Three days after Angioplasty, I am calmly reading the morning newspapers, all three, since we are news junkies. The headlines scream at me. Angioplasty is no better than current drugs available to heart patients. Thanks a lot!.
As I take a deep breath, I plunge into the articles. This is after I took a 500 mg niacin pill yesterday after protesting statin drugs and my cardiologist made me promise to try niacin. Talk about flushing, blushing and all the rest. Plus, first I read the fine print with all the possible side effects of niacin. Bad move. I took it anyway. Today, I will do the same, since I promised my cardiologist, who I will not name since I think he is great and I might slip and call him Dr. McDreamy, which he is by the way. But since we go the same church and I know his wife, maybe that is not a good idea.
But I digress. And really, this is a sneaky way to get out all my frustration with news, studies while gaining attention and empathy for my latest jaunt into our local hospital for this heart procedure.
Last week, my HMO generously allowed me to see my cardiologist after my primary care doc - whom I shall not name because he is sweet and caring and has too many patients already - anyway, the Primary Care guy sent an urgent request to said HMO that I see said cardiologist due to sleepless nights peppered with chest pains.
It worked. Got into see McDreamy on Thursday, he thought angiogram was the only way to see what's happening, made arrangements with the hospital. On Friday morning, I am on my way to the hospital at 5 a.m. driven there by Joyce, our niece, another serndipitous event. Why, you ask? Because she and husband Marv happen to choose this week to visit us from Brocton, New York to help out with stuff. But that's another story.
Friday, at the hospital, I am whisked off the the Cath Lab and the angiogram shows I have a blockage. Big surprise. The docs confer that angioplasty is needed, and why not do it right now, while I am exposed, my groin is open for viewing and so let's do it. So faster than Alice slipped down the rabbit hole - or is that another metaphoic story? - I am prepped and that old familiar feeling spreads over me. No, not love.
It is the cute little catheter reaming it's way up towards my heart with a balloon...without happy birthday written on it...and voila, it opens stuff up and the two docs admire their work.
Looks good they say. Let's leave it like that and forget stents and other such debris that might stay in there permanently. I just grin weakly, but, hey, morphine will do that for you.
So they stitch up the tiny incision in my groin and send me off to recovery. I am thinking they must have left the balloon in there, but discover later, when a great nurse, Cheryl Madrid, who used to be Cheryl Allen and went to Ventura High School around the same time as my children, ......wait, that is way too long a sentence for a writer, which I am.
So back to Cheryl in Recovery. I am hers for 12 hours and she is terrific. All this time, I am to lie flat, not raise my legs or my spirits, just not wiggle, lest the groin incision get restless. Just to impress me, they say, that all the blood flow in my artery could leak out and I could die. I am definitely impressed. Talk about making a point.
So all day Friday I am one with Cheryl in the cath lab and finally, at 10 p.m., they say I can raise my head, actually, I can eat something gluten free, sideways. And after that, they send me off to the ICU where my new nurse is a great guy named Will, from Atlanta.

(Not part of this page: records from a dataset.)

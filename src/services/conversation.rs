use chrono::Utc;

use crate::config::MAX_DISTANCE_KM;
use crate::errors::StorageError;
use crate::models::{
    BookingStatus, Confirmation, ConversationContext, ConversationState, InboundMessage, Intent,
    PartialBooking, PricingInput, PricingResult,
};
use crate::services::pricing::PricingEngine;
use crate::services::{dates, finalizer, intent, replies};
use crate::state::AppState;

const MIN_LOCATION_CHARS: usize = 3;

/// Run one inbound message through the booking dialogue and return the reply.
///
/// Messages from the same phone number are handled one at a time; the
/// context is only written back once the handler has succeeded, so a
/// storage failure leaves the previous state in place for a retry.
pub async fn process_message(state: &AppState, inbound: &InboundMessage) -> Result<String, StorageError> {
    let phone = inbound.from.as_str();
    let _guard = state.locks.acquire(phone).await;

    let mut ctx = state.conversations.get(phone).await?;
    let before = ctx.state;

    let reply = handle(state, &mut ctx, inbound).await?;

    ctx.updated_at = Utc::now().naive_utc();
    state.conversations.put(phone, &ctx).await?;

    tracing::info!(
        phone = %phone,
        from = before.as_str(),
        to = ctx.state.as_str(),
        "conversation transition"
    );

    Ok(reply)
}

async fn handle(
    state: &AppState,
    ctx: &mut ConversationContext,
    inbound: &InboundMessage,
) -> Result<String, StorageError> {
    let text = inbound.body.trim();

    match intent::global_intent(text) {
        Some(Intent::Help) => return Ok(replies::main_menu()),
        Some(Intent::Cancel) => return cancel(state, ctx).await,
        _ => {}
    }

    match ctx.state {
        ConversationState::Idle | ConversationState::BookingConfirmed => on_idle(state, ctx, text).await,
        ConversationState::CollectingPickup => Ok(on_pickup(ctx, text)),
        ConversationState::CollectingDestination => Ok(on_destination(&state.pricing.engine(), ctx, text)),
        ConversationState::CollectingVehicle => Ok(on_vehicle(ctx, text)),
        ConversationState::CollectingDate => Ok(on_date(state, ctx, text)),
        ConversationState::ConfirmingDetails => on_confirmation(state, ctx, text).await,
        ConversationState::AwaitingPayment => on_payment(state, ctx, inbound).await,
    }
}

async fn cancel(state: &AppState, ctx: &mut ConversationContext) -> Result<String, StorageError> {
    if ctx.state == ConversationState::AwaitingPayment {
        if let Some(code) = ctx.current_booking_id.take() {
            match state.bookings.update_status(&code, BookingStatus::Cancelled).await {
                Ok(()) => tracing::info!(code = %code, phone = %ctx.phone, "booking cancelled by client"),
                Err(StorageError::NotFound(_)) => {
                    tracing::warn!(code = %code, "cancelled booking no longer exists")
                }
                Err(e) => return Err(e),
            }
        }
    }

    ctx.reset();
    Ok(replies::cancelled())
}

async fn on_idle(state: &AppState, ctx: &mut ConversationContext, text: &str) -> Result<String, StorageError> {
    match intent::idle_intent(text) {
        Intent::Book => {
            ctx.partial_booking = PartialBooking::default();
            ctx.state = ConversationState::CollectingPickup;
            Ok(replies::pickup_prompt())
        }
        Intent::Price => Ok(replies::pricing_info(&state.pricing.engine())),
        Intent::Driver => Ok(replies::driver_info()),
        Intent::Status => {
            let Some(code) = ctx.current_booking_id.as_deref() else {
                return Ok(replies::no_active_booking());
            };
            match state.bookings.find_by_code(code).await? {
                Some(booking) => Ok(replies::booking_status(&booking)),
                None => Ok(replies::no_active_booking()),
            }
        }
        Intent::Help | Intent::Cancel | Intent::Unknown => Ok(replies::main_menu()),
    }
}

fn on_pickup(ctx: &mut ConversationContext, text: &str) -> String {
    if text.chars().count() < MIN_LOCATION_CHARS {
        return replies::pickup_retry();
    }

    ctx.partial_booking.pickup_location = Some(text.to_string());
    ctx.state = ConversationState::CollectingDestination;
    replies::destination_prompt(text)
}

fn on_destination(engine: &PricingEngine, ctx: &mut ConversationContext, text: &str) -> String {
    if text.chars().count() < MIN_LOCATION_CHARS {
        return replies::destination_retry();
    }

    let pickup = ctx.partial_booking.pickup_location.clone().unwrap_or_default();
    let corridor = engine.catalog().detect_corridor(&pickup, text);

    let partial = &mut ctx.partial_booking;
    match corridor {
        Some(corridor) => {
            partial.corridor_key = Some(corridor.key.clone());
            partial.distance_km = Some(corridor.distance_km);
            partial.nights = Some(corridor.nights);
            partial.distance_estimated = false;
        }
        None => {
            let (distance_km, estimated) = match intent::extract_distance_km(text) {
                Some(km) if km > MAX_DISTANCE_KM => return replies::destination_too_far(MAX_DISTANCE_KM),
                Some(km) => (km, false),
                None => (engine.config().custom_route_default_km, true),
            };
            partial.corridor_key = None;
            partial.distance_km = Some(distance_km);
            partial.nights = Some(0);
            partial.distance_estimated = estimated;
        }
    }

    partial.destination = Some(text.to_string());
    ctx.state = ConversationState::CollectingVehicle;
    replies::vehicle_prompt(&ctx.partial_booking, corridor.map(|c| c.display_name.as_str()))
}

fn on_vehicle(ctx: &mut ConversationContext, text: &str) -> String {
    let Some(vehicle) = intent::match_vehicle_type(text) else {
        return replies::vehicle_retry();
    };

    ctx.partial_booking.vehicle_type = Some(vehicle);
    ctx.state = ConversationState::CollectingDate;
    replies::date_prompt(vehicle)
}

fn on_date(state: &AppState, ctx: &mut ConversationContext, text: &str) -> String {
    let date = match dates::parse_pickup_date(text, state.clock.today()) {
        Ok(date) => date,
        Err(e) => {
            tracing::debug!(phone = %ctx.phone, error = %e, "pickup date rejected");
            return replies::date_retry(&e);
        }
    };
    ctx.partial_booking.pickup_date = Some(date);

    let engine = state.pricing.engine();
    match quote(&engine, &ctx.partial_booking) {
        Some(pricing) => {
            ctx.state = ConversationState::ConfirmingDetails;
            replies::confirmation_summary(&ctx.partial_booking, &pricing)
        }
        None => {
            ctx.state = ConversationState::CollectingDestination;
            replies::quote_unavailable()
        }
    }
}

async fn on_confirmation(
    state: &AppState,
    ctx: &mut ConversationContext,
    text: &str,
) -> Result<String, StorageError> {
    match intent::confirmation(text) {
        Confirmation::Accept => {
            let engine = state.pricing.engine();
            let Some(pricing) = quote(&engine, &ctx.partial_booking) else {
                ctx.state = ConversationState::CollectingDestination;
                return Ok(replies::quote_unavailable());
            };

            let code = finalizer::finalize(state, ctx, &pricing).await?;
            let reply = replies::payment_instructions(
                &code,
                pricing.customer_total,
                &state.config.payment_mobile_number,
            );

            ctx.current_booking_id = Some(code);
            ctx.partial_booking = PartialBooking::default();
            ctx.state = ConversationState::AwaitingPayment;
            Ok(reply)
        }
        Confirmation::Restart => {
            ctx.partial_booking = PartialBooking::default();
            ctx.state = ConversationState::CollectingPickup;
            Ok(replies::restart_prompt())
        }
        Confirmation::Unclear => Ok(replies::confirm_retry()),
    }
}

async fn on_payment(
    state: &AppState,
    ctx: &mut ConversationContext,
    inbound: &InboundMessage,
) -> Result<String, StorageError> {
    let Some(media_url) = inbound.media_url.as_deref().filter(|url| !url.is_empty()) else {
        return Ok(replies::payment_proof_retry());
    };

    let Some(code) = ctx.current_booking_id.clone() else {
        tracing::warn!(phone = %ctx.phone, "awaiting payment without a booking");
        ctx.reset();
        return Ok(replies::booking_missing());
    };

    let caption = inbound.body.trim();
    let note = (!caption.is_empty()).then_some(caption);

    match state.bookings.record_payment_proof(&code, media_url, note).await {
        Ok(()) => {}
        Err(StorageError::NotFound(_)) => {
            tracing::warn!(code = %code, phone = %ctx.phone, "payment proof for unknown booking");
            ctx.current_booking_id = None;
            ctx.reset();
            return Ok(replies::booking_missing());
        }
        Err(e) => return Err(e),
    }

    tracing::info!(code = %code, phone = %ctx.phone, "payment proof received");
    ctx.state = ConversationState::BookingConfirmed;
    Ok(replies::proof_received(&code))
}

/// Price the collected trip, or `None` if the partial booking cannot be priced.
fn quote(engine: &PricingEngine, partial: &PartialBooking) -> Option<PricingResult> {
    let input = PricingInput {
        distance_km: partial.distance_km?,
        nights: partial.nights.unwrap_or(0),
        corridor_key: partial.corridor_key.clone(),
        waiting_hours: 0.0,
        after_hours: false,
        platform_commission_rate: engine.default_commission_rate(),
        vehicle_type: partial.vehicle_type.unwrap_or_default(),
    };

    match engine.calculate(&input) {
        Ok(pricing) => Some(pricing),
        Err(e) => {
            tracing::warn!(error = %e, "cannot price partial booking");
            None
        }
    }
}
use chrono::{DateTime, FixedOffset, NaiveDate, Offset, Utc};

/// Source of "now" in the business time zone.
pub trait Clock: Send + Sync {
    fn now(&self) -> DateTime<FixedOffset>;

    fn today(&self) -> NaiveDate {
        self.now().date_naive()
    }
}

pub struct SystemClock {
    offset: FixedOffset,
}

impl SystemClock {
    /// Falls back to UTC if `hours` is out of range.
    pub fn with_offset_hours(hours: i32) -> Self {
        let offset = FixedOffset::east_opt(hours * 3600).unwrap_or_else(|| {
            tracing::warn!(hours, "invalid UTC offset, using UTC");
            Utc.fix()
        });
        Self { offset }
    }
}

impl Clock for SystemClock {
    fn now(&self) -> DateTime<FixedOffset> {
        Utc::now().with_timezone(&self.offset)
    }
}

/// Clock pinned to one instant.
pub struct FixedClock(pub DateTime<FixedOffset>);

impl Clock for FixedClock {
    fn now(&self) -> DateTime<FixedOffset> {
        self.0
    }
}

#[cfg(test)]
mod tests {
    use chrono::TimeZone;

    use super::*;

    #[test]
    fn test_today_uses_offset() {
        let eat = FixedOffset::east_opt(3 * 3600).unwrap();
        // 22:30 UTC on the 16th is already the 17th in Dar es Salaam.
        let instant = Utc.with_ymd_and_hms(2026, 10, 16, 22, 30, 0).unwrap();
        let clock = FixedClock(instant.with_timezone(&eat));
        assert_eq!(clock.today(), NaiveDate::from_ymd_opt(2026, 10, 17).unwrap());
    }

    #[test]
    fn test_invalid_offset_falls_back_to_utc() {
        let clock = SystemClock::with_offset_hours(48);
        assert_eq!(clock.now().offset().local_minus_utc(), 0);
    }
}
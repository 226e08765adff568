use std::sync::Arc;

use crate::config::AppConfig;
use crate::db::{BookingRepository, ConversationStore};
use crate::services::clock::Clock;
use crate::services::locks::KeyedLocks;
use crate::services::messaging::NotificationGateway;
use crate::services::pricing::PricingHandle;

pub struct AppState {
    pub config: AppConfig,
    pub conversations: Arc<dyn ConversationStore>,
    pub bookings: Arc<dyn BookingRepository>,
    pub messaging: Box<dyn NotificationGateway>,
    pub pricing: PricingHandle,
    pub clock: Box<dyn Clock>,
    /// Serializes message handling per phone number.
    pub locks: KeyedLocks,
}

Will and I bonded immediately. First, he asked if he could call me Ann, then as he inspected my groin incision, he went to Sweetie. I said, great, that's what I call me. Sometime during the night I was 'darlin' and when I told Will he was cute, he said, 'takes one to know one.' Did I mention that he added a dollop of morphine to my drip.
Lest you think this has all been fun and games, I did still have chest discomfort during that night, but Will was there for me.
Cut to Saturday morning. Do I get to go home today? A blond nurse named ??? show up and I said 'where's Will? His shift is over, he's gone, she said. What? Who told him he could go? She laughed hysterically and said that was a good report on Will and would be sure to tell him.
New nurse said another cardiologist from the practice will make rounds soon. No Dr. McDreamy? Nope, the other one is on call--this is Satuday. I am bereft. No Dr. McDreamy and Will is gone. Talk about rejection. Isn't that bad for the heart?
Anyway, I look up and my heart nearly stops beating because leaning in the doorway is McDreamy, to see me after all. Tears well up.......in my eyes, not his.
The news is good. I can go home if I sit up, and walk around the nurses station without collapsing. I do it in a heart beat, well several heart beats. A call is made to Joyce who picks me up and takes me home to my husband, two kittens and Marv. I am armed with papers and instructions. Too boring to detail for you. Get your own experience and we can share, even form a group. Whatever.
I am home........even went to church on Sunday with Joyce and Marv. My husband issues dire warnings about overdoing. But when I walk into church and see mouths agape and get hugged and hugged and felt love wash over me, forget those warnings. My heart is happy.
Then I read this morning's newspaper about angioplasty and it gives no better results than drugs. I tell you, there ought to be a law against printing the news. I think I will write about it. Hey, I just did.
So says Sassy...grateful to the core.